### Source records
***
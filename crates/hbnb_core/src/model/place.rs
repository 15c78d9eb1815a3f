//! Place domain model.
//!
//! # Invariants
//! - `host_id` names an existing user and `city_id` an existing city at the
//!   time the place was last written.
//! - Coordinates stay within WGS84 bounds; counts and price are non-negative.

use crate::model::entity::{Entity, EntityKind, FieldValue, Record, RecordError};
use chrono::{DateTime, Utc};
use serde::{Deserialize, Deserializer, Serialize};

/// Bookable lodging listed by a host.
#[derive(Debug, Clone, PartialEq, Serialize)]
pub struct Place {
    pub id: String,
    pub name: String,
    pub description: Option<String>,
    pub address: String,
    pub latitude: f64,
    pub longitude: f64,
    pub host_id: String,
    pub city_id: String,
    pub price_per_night: i64,
    pub number_of_rooms: i64,
    pub number_of_bathrooms: i64,
    pub max_guests: i64,
    pub created_at: DateTime<Utc>,
    pub updated_at: DateTime<Utc>,
}

#[derive(Debug, Clone, Default, PartialEq, Deserialize)]
#[serde(deny_unknown_fields)]
pub struct NewPlace {
    pub name: String,
    #[serde(default)]
    pub description: Option<String>,
    pub address: String,
    #[serde(default)]
    pub latitude: f64,
    #[serde(default)]
    pub longitude: f64,
    pub host_id: String,
    pub city_id: String,
    #[serde(default)]
    pub price_per_night: i64,
    #[serde(default)]
    pub number_of_rooms: i64,
    #[serde(default)]
    pub number_of_bathrooms: i64,
    #[serde(default)]
    pub max_guests: i64,
}

#[derive(Debug, Clone, Default, PartialEq, Deserialize)]
#[serde(deny_unknown_fields)]
pub struct PlacePatch {
    pub name: Option<String>,
    /// `None` keeps the description, `Some(None)` (JSON `null`) clears it.
    #[serde(default, deserialize_with = "present")]
    pub description: Option<Option<String>>,
    pub address: Option<String>,
    pub latitude: Option<f64>,
    pub longitude: Option<f64>,
    pub host_id: Option<String>,
    pub city_id: Option<String>,
    pub price_per_night: Option<i64>,
    pub number_of_rooms: Option<i64>,
    pub number_of_bathrooms: Option<i64>,
    pub max_guests: Option<i64>,
}

/// Marks a key that was sent, so `null` stays distinct from an absent key.
fn present<'de, D>(deserializer: D) -> Result<Option<Option<String>>, D::Error>
where
    D: Deserializer<'de>,
{
    Option::<String>::deserialize(deserializer).map(Some)
}

impl Entity for Place {
    const KIND: EntityKind = EntityKind::Place;

    fn id(&self) -> &str {
        &self.id
    }

    fn to_record(&self) -> Record {
        let mut record = Record::new(Self::KIND, self.id.as_str())
            .with_field("name", self.name.as_str())
            .with_field("description", FieldValue::from(self.description.clone()))
            .with_field("address", self.address.as_str())
            .with_field("latitude", self.latitude)
            .with_field("longitude", self.longitude)
            .with_field("host_id", self.host_id.as_str())
            .with_field("city_id", self.city_id.as_str())
            .with_field("price_per_night", self.price_per_night)
            .with_field("number_of_rooms", self.number_of_rooms)
            .with_field("number_of_bathrooms", self.number_of_bathrooms)
            .with_field("max_guests", self.max_guests);
        record.created_at = self.created_at;
        record.updated_at = self.updated_at;
        record
    }

    fn from_record(record: &Record) -> Result<Self, RecordError> {
        record.expect_kind(Self::KIND)?;
        Ok(Self {
            id: record.id.clone(),
            name: record.text("name")?.to_string(),
            description: record.optional_text("description")?.map(str::to_string),
            address: record.text("address")?.to_string(),
            latitude: record.real("latitude")?,
            longitude: record.real("longitude")?,
            host_id: record.text("host_id")?.to_string(),
            city_id: record.text("city_id")?.to_string(),
            price_per_night: record.integer("price_per_night")?,
            number_of_rooms: record.integer("number_of_rooms")?,
            number_of_bathrooms: record.integer("number_of_bathrooms")?,
            max_guests: record.integer("max_guests")?,
            created_at: record.created_at,
            updated_at: record.updated_at,
        })
    }

    fn to_dict(&self) -> serde_json::Value {
        serde_json::json!({
            "id": self.id,
            "name": self.name,
            "description": self.description,
            "address": self.address,
            "latitude": self.latitude,
            "longitude": self.longitude,
            "city_id": self.city_id,
            "host_id": self.host_id,
            "price_per_night": self.price_per_night,
            "number_of_rooms": self.number_of_rooms,
            "number_of_bathrooms": self.number_of_bathrooms,
            "max_guests": self.max_guests,
            "created_at": self.created_at.to_rfc3339(),
            "updated_at": self.updated_at.to_rfc3339(),
        })
    }
}
//! Process logging bootstrap.
//!
//! # Responsibility
//! - Start the `flexi_logger` backend for the `log` facade once per process,
//!   writing to stderr or to a rolling file set.
//! - Report panics through the logger before the default hook runs.
//!
//! # Invariants
//! - Initialization never panics.
//! - Re-initialization with identical settings is a no-op; any other
//!   re-initialization is rejected.

use flexi_logger::{Cleanup, Criterion, FileSpec, Logger, LoggerHandle, Naming, WriteMode};
use log::{error, info, LevelFilter};
use once_cell::sync::OnceCell;
use std::fmt::{Display, Formatter};
use std::path::PathBuf;

const LOG_FILE_BASENAME: &str = "hbnb";
const ROTATE_AT_BYTES: u64 = 8 * 1024 * 1024;
const KEEP_ROTATED_FILES: usize = 7;
const PANIC_MESSAGE_LIMIT: usize = 200;

static ACTIVE: OnceCell<ActiveLogger> = OnceCell::new();
static PANIC_HOOK: OnceCell<()> = OnceCell::new();

/// Log sink selection.
#[derive(Debug, Clone, PartialEq, Eq)]
pub enum LogTarget {
    Stderr,
    /// Rolling files under an absolute directory.
    Directory(PathBuf),
}

impl LogTarget {
    /// Directory target when `dir` is set, stderr otherwise.
    pub fn from_dir(dir: Option<PathBuf>) -> Self {
        dir.map_or(Self::Stderr, Self::Directory)
    }

    fn check(&self) -> Result<(), String> {
        match self {
            Self::Stderr => Ok(()),
            Self::Directory(dir) if dir.as_os_str().is_empty() => {
                Err("log directory is empty".to_string())
            }
            Self::Directory(dir) if dir.is_relative() => Err(format!(
                "log directory `{}` is relative; an absolute path is required",
                dir.display()
            )),
            Self::Directory(_) => Ok(()),
        }
    }
}

impl Display for LogTarget {
    fn fmt(&self, f: &mut Formatter<'_>) -> std::fmt::Result {
        match self {
            Self::Stderr => f.write_str("stderr"),
            Self::Directory(dir) => write!(f, "{}", dir.display()),
        }
    }
}

struct ActiveLogger {
    level: LevelFilter,
    target: LogTarget,
    _handle: LoggerHandle,
}

/// Starts logging at `level` (`trace|debug|info|warn|error`) on `target`.
///
/// # Errors
/// - Unknown level, empty or relative directory, directory creation
///   failure, or logger backend failure.
/// - Logging already running with a different level or target.
pub fn init_logging(level: &str, target: LogTarget) -> Result<(), String> {
    let level = parse_level(level)?;
    target.check()?;

    let active = ACTIVE.get_or_try_init(|| start(level, target.clone()))?;
    if active.level == level && active.target == target {
        return Ok(());
    }
    Err(format!(
        "logging is already running at {} on {}; refusing to switch to {} on {}",
        active.level, active.target, level, target
    ))
}

/// Level and target of the running logger, if started.
pub fn logging_status() -> Option<(LevelFilter, LogTarget)> {
    ACTIVE
        .get()
        .map(|active| (active.level, active.target.clone()))
}

/// Level used when none is configured: verbose in debug builds.
pub fn default_log_level() -> &'static str {
    if cfg!(debug_assertions) {
        "debug"
    } else {
        "info"
    }
}

fn start(level: LevelFilter, target: LogTarget) -> Result<ActiveLogger, String> {
    let spec = level.as_str().to_ascii_lowercase();
    let logger = Logger::try_with_str(&spec)
        .map_err(|err| format!("log level `{spec}` rejected by backend: {err}"))?;

    let logger = match &target {
        LogTarget::Stderr => logger.log_to_stderr(),
        LogTarget::Directory(dir) => {
            std::fs::create_dir_all(dir).map_err(|err| {
                format!("cannot create log directory `{}`: {err}", dir.display())
            })?;
            let files = FileSpec::default()
                .directory(dir.as_path())
                .basename(LOG_FILE_BASENAME);
            logger
                .log_to_file(files)
                .rotate(
                    Criterion::Size(ROTATE_AT_BYTES),
                    Naming::Numbers,
                    Cleanup::KeepLogFiles(KEEP_ROTATED_FILES),
                )
                .append()
                .write_mode(WriteMode::BufferAndFlush)
                .format_for_files(flexi_logger::detailed_format)
        }
    };

    let handle = logger
        .start()
        .map_err(|err| format!("logger backend did not start: {err}"))?;
    install_panic_hook();

    info!(
        "event=logging_start module=core status=ok os={} version={} level={} target={}",
        std::env::consts::OS,
        env!("CARGO_PKG_VERSION"),
        spec,
        target
    );
    Ok(ActiveLogger {
        level,
        target,
        _handle: handle,
    })
}

/// Accepts the `log` level names case-insensitively, plus `warning`.
fn parse_level(level: &str) -> Result<LevelFilter, String> {
    let name = level.trim();
    let name = if name.eq_ignore_ascii_case("warning") {
        "warn"
    } else {
        name
    };
    match name.parse::<LevelFilter>() {
        Ok(LevelFilter::Off) | Err(_) => Err(format!(
            "log level `{}` is not one of trace, debug, info, warn, error",
            level.trim()
        )),
        Ok(filter) => Ok(filter),
    }
}

fn install_panic_hook() {
    PANIC_HOOK.get_or_init(|| {
        let chained = std::panic::take_hook();
        std::panic::set_hook(Box::new(move |info| {
            let payload = info.payload();
            let message = payload
                .downcast_ref::<String>()
                .map(String::as_str)
                .or_else(|| payload.downcast_ref::<&str>().copied())
                .unwrap_or("<non-string payload>");
            let location = info.location().map_or_else(
                || "<unknown>".to_string(),
                |at| format!("{}:{}:{}", at.file(), at.line(), at.column()),
            );
            error!(
                "event=panic module=core status=error location={location} message={}",
                single_line(message, PANIC_MESSAGE_LIMIT)
            );
            chained(info);
        }));
    });
}

/// Replaces line breaks with spaces and cuts `text` after `limit` chars.
fn single_line(text: &str, limit: usize) -> String {
    let mut line = text
        .chars()
        .take(limit)
        .map(|ch| if matches!(ch, '\n' | '\r') { ' ' } else { ch })
        .collect::<String>();
    if text.chars().nth(limit).is_some() {
        line.push_str("...");
    }
    line
}

#[cfg(test)]
mod tests {
    use super::{init_logging, logging_status, parse_level, single_line, LogTarget};
    use log::LevelFilter;
    use std::path::PathBuf;

    #[test]
    fn parse_level_is_case_insensitive_and_knows_warning() {
        assert_eq!(parse_level("INFO"), Ok(LevelFilter::Info));
        assert_eq!(parse_level(" Warning "), Ok(LevelFilter::Warn));
        assert!(parse_level("off").is_err());
        assert!(parse_level("verbose").is_err());
    }

    #[test]
    fn relative_log_directory_is_rejected() {
        let err = init_logging("info", LogTarget::Directory(PathBuf::from("logs/dev")))
            .unwrap_err();
        assert!(err.contains("absolute"));
    }

    #[test]
    fn single_line_flattens_and_truncates() {
        assert_eq!(single_line("a\nb\rc", 10), "a b c");
        assert_eq!(single_line("abcdef", 3), "abc...");
        assert_eq!(single_line("abc", 3), "abc");
    }

    #[test]
    fn repeated_init_is_accepted_only_with_same_settings() {
        let dir = tempfile::tempdir().unwrap();
        let target = LogTarget::Directory(dir.path().to_path_buf());

        init_logging("info", target.clone()).unwrap();
        init_logging("INFO", target.clone()).unwrap();

        let err = init_logging("debug", target.clone()).unwrap_err();
        assert!(err.contains("refusing to switch"));
        let err = init_logging("info", LogTarget::Stderr).unwrap_err();
        assert!(err.contains("refusing to switch"));

        assert_eq!(logging_status(), Some((LevelFilter::Info, target)));
    }
}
***
Please copy out each line in the entries that mentions the string "payload".

### The answer
            let payload = info.payload();
            let message = payload
                .or_else(|| payload.downcast_ref::<&str>().copied())
                .unwrap_or("<non-string payload>");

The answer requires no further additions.